Throughout the Vuelta, pundits and critics were skeptical that 41-year-old Horner was racing clean. They pointed to his remarkable climbing performance and the comments he made regarding Armstrong. The situation briefly became more tense when drug testers went to the wrong location following his Vuleta win. The United States Anti-Doping Agency has since cleared him of any wrongdoing.
Horner is the second high-profile rider to release his physiological this year. After winning the Tour de France, Chris Froome selectively released his power data. While the analysis came back "clean," critics were disappointed with Froome's Team Sky for selectively releasing the data and choosing an analyst who had previously supported Lance Armstrong.

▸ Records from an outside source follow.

//! Worker pool: a fixed arena of reusable slots executing start signals.
//!
//! Start signals are permits on a [`Semaphore`], exactly one permit per
//! scenario invocation. The controller adds them without ever blocking, the
//! pool manager and the workers consume them. A worker that finishes an
//! invocation first tries to grab another queued permit and keeps its slot
//! if it gets one, so a busy pool does not churn tasks.
//!
//! Slots are plain ids circulating through a bounded channel used as a free
//! list. A [`SlotLease`] puts its id back on drop, which also covers a worker
//! whose scenario panicked.
use std::{future::Future, sync::Arc};

use tokio::{
    sync::{mpsc, Semaphore},
    time::Instant,
};
use tokio_util::sync::CancellationToken;

use crate::{aggregate::SampleSink, metric::Sample};

pub type SlotId = usize;

/// Sent to the controller once per finished invocation.
#[derive(Debug, Clone, Copy, PartialEq, Eq)]
pub struct Completion {
    pub slot: SlotId,
}

/// Bounded queue of start signals.
#[derive(Debug, Clone)]
pub struct StartQueue {
    tokens: Arc<Semaphore>,
    capacity: usize,
}

impl StartQueue {
    pub fn new(capacity: usize) -> Self {
        Self {
            tokens: Arc::new(Semaphore::new(0)),
            capacity,
        }
    }

    /// Queue one start signal. Never waits: returns `false` when the queue is
    /// full or closed and the signal is dropped.
    pub fn try_start(&self) -> bool {
        if self.tokens.is_closed() || self.tokens.available_permits() >= self.capacity {
            return false;
        }
        self.tokens.add_permits(1);
        true
    }

    /// Withdraw a start signal nobody has claimed yet.
    pub fn try_revoke(&self) -> bool {
        self.try_next()
    }

    /// Claim a queued start signal without waiting.
    pub fn try_next(&self) -> bool {
        match self.tokens.try_acquire() {
            Ok(permit) => {
                // The controller alone decides how many permits exist
                permit.forget();
                true
            }
            Err(_) => false,
        }
    }

    /// Wait for a start signal. `false` once the queue is closed.
    pub async fn next(&self) -> bool {
        match self.tokens.acquire().await {
            Ok(permit) => {
                permit.forget();
                true
            }
            Err(_) => false,
        }
    }

    /// Stop accepting signals and discard the ones still queued.
    pub fn close(&self) {
        self.tokens.close();
    }

    pub fn is_closed(&self) -> bool {
        self.tokens.is_closed()
    }

    /// Signals waiting to be claimed.
    pub fn pending(&self) -> usize {
        self.tokens.available_permits()
    }
}

/// Ownership of one slot. Returns the id to the free list when dropped.
pub(crate) struct SlotLease {
    id: SlotId,
    free: mpsc::Sender<SlotId>,
}

impl SlotLease {
    pub(crate) fn id(&self) -> SlotId {
        self.id
    }
}

impl Drop for SlotLease {
    fn drop(&mut self) {
        // The free list holds one place per slot, so this only fails once the
        // pool manager itself is gone.
        if self.free.try_send(self.id).is_err() {
            tracing::debug!("Slot {} returned after the pool shut down.", self.id);
        }
    }
}

/// Reports an invocation as finished when dropped, panics included.
struct InFlight<'a> {
    slot: SlotId,
    done: &'a mpsc::UnboundedSender<Completion>,
}

impl Drop for InFlight<'_> {
    fn drop(&mut self) {
        // The controller stops listening once the run is over
        if self.done.send(Completion { slot: self.slot }).is_err() {
            tracing::debug!("Slot {} finished after the controller exited.", self.slot);
        }
    }
}

/// What every worker needs, cloned into each task.
pub(crate) struct WorkerContext<F, E> {
    pub(crate) action: F,
    pub(crate) cancel: CancellationToken,
    pub(crate) starts: StartQueue,
    pub(crate) done: mpsc::UnboundedSender<Completion>,
    pub(crate) sink: SampleSink<E>,
}

impl<F: Clone, E> Clone for WorkerContext<F, E> {
    fn clone(&self) -> Self {
        Self {
            action: self.action.clone(),
            cancel: self.cancel.clone(),
            starts: self.starts.clone(),
            done: self.done.clone(),
            sink: self.sink.clone(),
        }
    }
}

/// Run the scenario once per start signal for as long as signals are queued,
/// then give the slot back.
pub(crate) async fn worker_task<F, Fut, E>(slot: SlotLease, ctx: WorkerContext<F, E>)
where
    F: Fn(CancellationToken) -> Fut + Send + Sync + Clone + 'static,
    Fut: Future<Output = Result<(), E>> + Send + 'static,
    E: Send + 'static,
{
    let id = slot.id();
    tracing::debug!("Worker {id} started.");
    let mut invocations = 0u64;

    loop {
        let in_flight = InFlight {
            slot: id,
            done: &ctx.done,
        };
        let started = Instant::now();
        let outcome = (ctx.action)(ctx.cancel.clone()).await;
        ctx.sink
            .record(Sample::from_outcome(started.elapsed(), outcome))
            .await;
        // sample first, completion second
        drop(in_flight);
        invocations += 1;

        if !ctx.starts.try_next() {
            break;
        }
    }

    tracing::debug!("Worker {id} returning slot after {invocations} invocations.");
}

#[derive(Debug, Clone, Copy, Default, PartialEq, Eq)]
pub struct PoolStats {
    pub workers_spawned: usize,
}

/// Hands free slots to new workers as start signals arrive and waits for
/// every slot to come home once the start queue closes.
pub(crate) struct WorkerPool<F, E> {
    max_workers: usize,
    free_tx: mpsc::Sender<SlotId>,
    free_rx: mpsc::Receiver<SlotId>,
    ctx: WorkerContext<F, E>,
}

impl<F, Fut, E> WorkerPool<F, E>
where
    F: Fn(CancellationToken) -> Fut + Send + Sync + Clone + 'static,
    Fut: Future<Output = Result<(), E>> + Send + 'static,
    E: Send + 'static,
{
    pub(crate) fn new(max_workers: usize, ctx: WorkerContext<F, E>) -> Self {
        let (free_tx, free_rx) = mpsc::channel(max_workers);
        for id in 0..max_workers {
            // capacity == max_workers, cannot fail
            let _ = free_tx.try_send(id);
        }
        Self {
            max_workers,
            free_tx,
            free_rx,
            ctx,
        }
    }

    /// Returns once the start queue is closed and every slot is idle again.
    pub(crate) async fn run(self) -> PoolStats {
        let Self {
            max_workers,
            free_tx,
            mut free_rx,
            ctx,
        } = self;
        let mut stats = PoolStats::default();
        tracing::debug!("Worker pool ready with {max_workers} slots.");

        while ctx.starts.next().await {
            let Some(id) = free_rx.recv().await else {
                break;
            };
            if ctx.starts.is_closed() {
                // Run ended while we waited for a slot
                let _ = free_tx.try_send(id);
                break;
            }
            let lease = SlotLease {
                id,
                free: free_tx.clone(),
            };
            stats.workers_spawned += 1;
            tokio::spawn(worker_task(lease, ctx.clone()));
        }

        tracing::info!("Start queue closed, waiting for workers to drain...");
        // Our copies of the done and sample senders must not outlive the run
        drop(ctx);
        drop(free_tx);

        let mut idle = 0;
        while idle < max_workers {
            match free_rx.recv().await {
                Some(_) => idle += 1,
                None => break,
            }
        }
        tracing::info!(
            "Worker pool drained ({} workers spawned).",
            stats.workers_spawned
        );
        stats
    }
}
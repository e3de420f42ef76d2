use thiserror::Error;
use tokio::task::JoinError;

/// Rejected profile or executor configuration.
///
/// Returned before any worker is spawned, so a failing configuration never
/// produces a partial run.
#[derive(Debug, Clone, PartialEq, Eq, Error)]
pub enum ConfigurationError {
    /// A field holds a value outside its accepted range.
    #[error("invalid `{field}`: {reason}")]
    Invalid {
        /// Name of the offending field.
        field: &'static str,
        /// Human-readable explanation.
        reason: String,
    },

    /// A field required by the selected profile kind was not provided.
    #[error("missing `{field}` for {kind} profile")]
    Missing {
        /// Name of the absent field.
        field: &'static str,
        /// Profile kind that requires it.
        kind: &'static str,
    },
}

impl ConfigurationError {
    pub(crate) fn invalid(field: &'static str, reason: impl Into<String>) -> Self {
        Self::Invalid {
            field,
            reason: reason.into(),
        }
    }

    /// Name of the field this error is about.
    pub fn field(&self) -> &'static str {
        match self {
            Self::Invalid { field, .. } | Self::Missing { field, .. } => field,
        }
    }
}

/// Failure of a load run as a whole.
///
/// Scenario errors are not represented here: they are samples and end up in
/// [`crate::LoadResult::errors`].
#[derive(Debug, Error)]
pub enum LoadError {
    #[error(transparent)]
    Configuration(#[from] ConfigurationError),

    /// The pool manager or a sample collector task panicked.
    #[error("engine task failed: {0}")]
    Task(#[from] JoinError),
}
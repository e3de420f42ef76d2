use std::time::Duration;

use onda::{
    executor::AdaptiveExecutor, profile::Wave, CancellationToken, Executor, LoadResult, Scenario,
};
use tracing_subscriber::EnvFilter;

#[tokio::main]
async fn main() {
    tracing_subscriber::fmt()
        .with_env_filter(EnvFilter::try_from_default_env().unwrap_or_else(|_| "info".into()))
        .init();

    // Ctrl-C ends the run early, samples collected so far are still returned
    let cancel = CancellationToken::new();
    tokio::spawn({
        let cancel = cancel.clone();
        async move {
            if tokio::signal::ctrl_c().await.is_ok() {
                cancel.cancel();
            }
        }
    });

    let result: LoadResult<String> = AdaptiveExecutor::builder()
        // 5 to 40 concurrent invocations, three full cycles over 30 seconds
        .profile(Wave::new(5, 40, Duration::from_secs(30), 3.0).unwrap())
        .build()
        .exec(
            &Scenario::builder()
                .name("Sleepy backend")
                .action(|cancel: CancellationToken| async move {
                    tokio::select! {
                        _ = cancel.cancelled() => Err("cancelled".to_string()),
                        _ = tokio::time::sleep(Duration::from_millis(25)) => Ok(()),
                    }
                })
                .build(),
            cancel,
        )
        .await
        .unwrap();

    // Statistics are up to the caller, keep it simple here
    let mut latencies = result.latencies;
    latencies.sort();
    let p99 = latencies
        .get(latencies.len().saturating_sub(1) * 99 / 100)
        .copied()
        .unwrap_or_default();
    println!(
        "{} invocations, {} errors, p99 {:?}",
        latencies.len(),
        result.errors.len(),
        p99
    );
}
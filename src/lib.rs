//! Onda: adaptive load generation for Rust.
//!
//! Onda drives a caller-supplied async operation (a *scenario*) at a target
//! concurrency that changes over time, and hands back the latency of every
//! invocation together with the errors it produced. Analysis of those samples
//! (percentiles, throughput, pass/fail rules) is left to the caller.
//!
//! # Architecture
//!
//! - [`profile`]: pure functions from elapsed time to target concurrency
//!   (constant, ramp-up, spike, wave, step). Validated at construction.
//! - [`Scenario`]: the action under load, receiving the run's
//!   [`CancellationToken`].
//! - [`Executor`]: runs a scenario. [`AdaptiveExecutor`] pairs a ticking
//!   controller with a bounded pool of reusable workers and keeps the number of
//!   in-flight invocations converging on the profile.
//! - [`Sample`] and [`LoadResult`]: what a run observes and returns.
//!
//! # Guarantees
//!
//! - The live count tracks the profile within one tick (100 ms by default).
//!   It is not exact at every instant.
//! - At most `max_workers` invocations run at once, whatever the profile asks
//!   for.
//! - A run ends at the profile's total duration or when the caller's token is
//!   cancelled. Either way the samples collected so far are returned.
//! - A scenario error is just a sample; it never stops the run.
//!
//! # Example
//!
//! ```rust,no_run
//! use std::time::Duration;
//! use onda::{profile::Wave, run_load};
//! use tokio_util::sync::CancellationToken;
//!
//! #[tokio::main]
//! async fn main() -> Result<(), Box<dyn std::error::Error>> {
//!     let profile = Wave::new(5, 50, Duration::from_secs(60), 3.0)?;
//!     let result = run_load(CancellationToken::new(), profile, |cancel: CancellationToken| async move {
//!         tokio::select! {
//!             _ = cancel.cancelled() => Err("cancelled"),
//!             _ = tokio::time::sleep(Duration::from_millis(20)) => Ok(()),
//!         }
//!     })
//!     .await?;
//!
//!     println!("{} invocations, {} errors", result.invocations(), result.errors.len());
//!     Ok(())
//! }
//! ```
//!
//! # Feature flags
//! - `internals`: expose the controller and pool building blocks
//!   (unstable).
use std::future::Future;

pub use tokio_util::sync::CancellationToken;

/// Sample collection
pub mod aggregate;
/// Configuration and run errors
pub mod error;
/// Orchestrators that define how things will actually run
pub mod executor;
/// Single observations
pub mod metric;
/// Target concurrency over time
pub mod profile;
/// The operation under load
pub mod scenario;

pub use aggregate::LoadResult;
pub use error::{ConfigurationError, LoadError};
pub use executor::{AdaptiveExecutor, Executor};
pub use metric::Sample;
pub use profile::{build_profile, ConcurrencyProfile, LoadProfile, ProfileConfig};
pub use scenario::Scenario;

/// Run `action` against `profile` with default executor settings.
///
/// Returns once the profile's duration has elapsed or `cancel` fired, and
/// every invocation still in flight at that point has finished.
pub async fn run_load<P, F, Fut, E>(
    cancel: CancellationToken,
    profile: P,
    action: F,
) -> Result<LoadResult<E>, LoadError>
where
    P: ConcurrencyProfile + Clone + 'static,
    F: Fn(CancellationToken) -> Fut + Send + Sync + Clone + 'static,
    Fut: Future<Output = Result<(), E>> + Send + 'static,
    E: Send + 'static,
{
    let scenario = Scenario::builder().name("load").action(action).build();
    AdaptiveExecutor::builder()
        .profile(profile)
        .build()
        .exec(&scenario, cancel)
        .await
}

It's unclear how far releasing the biological passport data will do to quiet the critics. On Twitter, anti-doping expert Michael Puchowicz wrote: "maybe it can't rule things out fully but can be much more reassuring than sky releasing power data to Grappe behind a curtain," alluding to the selective release of Froome's power data.
Armstrong famously released blood values from his comeback attempt, but the data had the opposite of the desired effect, leading people to speculate that Armstrong was doping.